Monday, January 17, 2011

How To Eat on Hawai'i, Part II

 
      The farmers market in Hilo has been an additional source of food when we feel the need to branch out, or when nearby stores don't stock what we're looking for. It's also helped us do some research on what we've been eating, as far as names and spelling are concerned (“rambutan”, to my ear, kept sounding like “ramatan”). I was interested to find out that the kind of bananas we've been eating are apple bananas; and if they aren't, they look just like the ones we saw at the market, whatever they are. We had our first opportunity to try atemoya, a green, knobby fruit with an interior that is soft and creamy, almost like a sorbet; and soursop, a fruit that appears similar to atemoya but has more tang to its flavor.

      We kept our eyes open for durian, the notorious fruit that is reputed to stink like rotten meat but taste great, if some testimony is to be believed. We first heard of it on the show Bizarre Foods—Andrew Zimmern was not a fan. Janice told us she likes it a lot because of its pleasing, creamy texture, but you have to toss out the smelly rind so you don't condition yourself to associate the flavor with the smell. A couple of other people have told us they not only enjoy it but, rather than turning them off, the smell heightens their anticipation for the experience of eating it.
Durian

      On the few occasions we've gone to the market, we contemplated buying a durian, but the specimens on sale seemed substandard or unripe, and it can get expensive. The ripe ones were usually sold by the time we arrived. It never looks like they have many, although a vendor told us that the season is only just starting. If more are available, I'm certain we're going to wind up with one. A guy hanging around outside the market had bought one and was eating it as we strolled by—we both had the urge to ask him if we could smell it, just to see if our fears were well founded. The inside looked yellowish and similar to the inside of a jack fruit. I didn't detect any weird rotten odors, though I should point out that Janice says there's more than one kind. Maybe he had a non-stinky variety.
      It's tough not to splurge at the market: on one trip, we took home a small container of local chipotle salsa; a sauce called East/West Sauce made with, among other ingredients, tahini and ginger, and produced by a company called Broke the Mouth; a jar of macadamia honey; and peppers and sweet basil. We lunched on green eggplant curry and a Hawaiian-style bento box with chunks of roasted chicken, Portuguese sausage, spam, and rice. As a dessert we bought sweet rice cakes that were going for just a dollar apiece.

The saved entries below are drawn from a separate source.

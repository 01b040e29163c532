// This Source Code Form is subject to the terms of the Mozilla Public
// License, v. 2.0. If a copy of the MPL was not distributed with this
// file, You can obtain one at https://mozilla.org/MPL/2.0/.

//! Reference resolution outcome types

use serde::{Deserialize, Serialize};

/// Terminal state of a resolution run
#[derive(Clone, Copy, Debug, PartialEq, Eq, Hash, Serialize, Deserialize)]
#[serde(rename_all = "snake_case")]
pub enum ResolutionOutcome {
    /// A pass found no missing references
    Resolved,
    /// The pass cap was reached; references may still be missing
    Exhausted,
}

/// Summary of a reference resolution run
///
/// Exhaustion and fetch failures are not errors: the caller receives a
/// partially-resolved set and this report says how partial it is.
#[derive(Clone, Debug, PartialEq, Eq, Serialize, Deserialize)]
pub struct ResolutionReport {
    /// How resolution stopped
    pub outcome: ResolutionOutcome,
    /// Number of passes run
    pub passes: usize,
    /// Ids fetched and appended to the working set, in append order
    pub fetched: Vec<String>,
    /// Ids whose fetch failed at least once
    pub failed: Vec<String>,
    /// Ids still referenced but absent when resolution stopped
    pub unresolved: Vec<String>,
}

impl ResolutionReport {
    /// Create an empty report for a run that has not started
    pub fn new() -> Self {
        Self {
            outcome: ResolutionOutcome::Exhausted,
            passes: 0,
            fetched: Vec::new(),
            failed: Vec::new(),
            unresolved: Vec::new(),
        }
    }

    /// Check if every reference was satisfied
    pub fn is_resolved(&self) -> bool {
        self.outcome == ResolutionOutcome::Resolved
    }
}

impl Default for ResolutionReport {
    fn default() -> Self {
        Self::new()
    }
}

      The hardest part about storing food in our shack is keeping it safe from animals. It's always an uphill battle to keep insects and rats from getting to our food before we do. There's nothing like opening a jar of honey or peanut butter and finding a dozen or so of them racing around inside the lid. We have a spray bottle filled with a mixture of vinegar and water to discourage them from gathering around the condiments.  Nevertheless, we've begun to have a grudging acceptance of insects, both living and dead, floating in our glasses of water and speckling our plates of food.
     And rats have lately been a more pressing issue than they had been before. For several nights we heard them scurrying in the dark around the area where we keep stuff like flour, cornmeal, and hot cereal. They raided a small sack of sunflower seeds I'd unthinkingly left out, leaving empty husks all over the floor, and during the course of which doing a lot of squeaking, fighting, running along the edges of the walls, under the floorspace where the kitchen is located, or even on the roof. A bag of cereal we hadn't even gotten around to eating had a hole chewed in the corner, and there was no way we were going to touch it after that.
      We set out traps, but never caught anything in them. They always managed to get away, or circumvented the traps altogether as if equipped with maps. We had a stroke of luck when Elmer came across a bag of rat bait somebody had tossed out at the dump. We left out two blocks of that, two nights in a row, and both blocks were gone the next day. Since then, the rat problem has been halved, at the very least. There's one more block it sitting out that nothing has touched yet, waiting for the next rat to give in to temptation.
      Now, most of our food is in lockdown, assigned to protective custody, lest we see it walking away on the backs of vermin. Grains go in jars, sealed tight like a bank vault. Anything sweet such as honey or some brands of peanut butter is zipped up in resealable plastic bags. With that partly taken care of, we have the lack of refrigeration to deal with.
      We tend to get so much food in trade, there's no way we can eat it all before it goes bad. We try, but rarely make it more than halfway through whatever bunch of greens or rambutans or bananas we have before they start to wilt or get mushy or become little more than bait for fruit flies. For about a week we were giving bananas away to anyone who'd take them. The huge bunch hanging in our shack ripened all at once, some even falling on the floor in the middle of the night (and becoming yet another attractive prospect for rats), and it wasn't long before we were sick of eating them. And we weren't the only ones with this problem—during one attempt to fob a dozen or so off on a neighbor, he flatly told us, “No. I'll give you fifty.” It's just as well we didn't take him up on his offer. We now have another fifty or so bananas, fresh from Elmer's farm, hanging or stowed away in the shack.
      We're not likely to starve any time soon.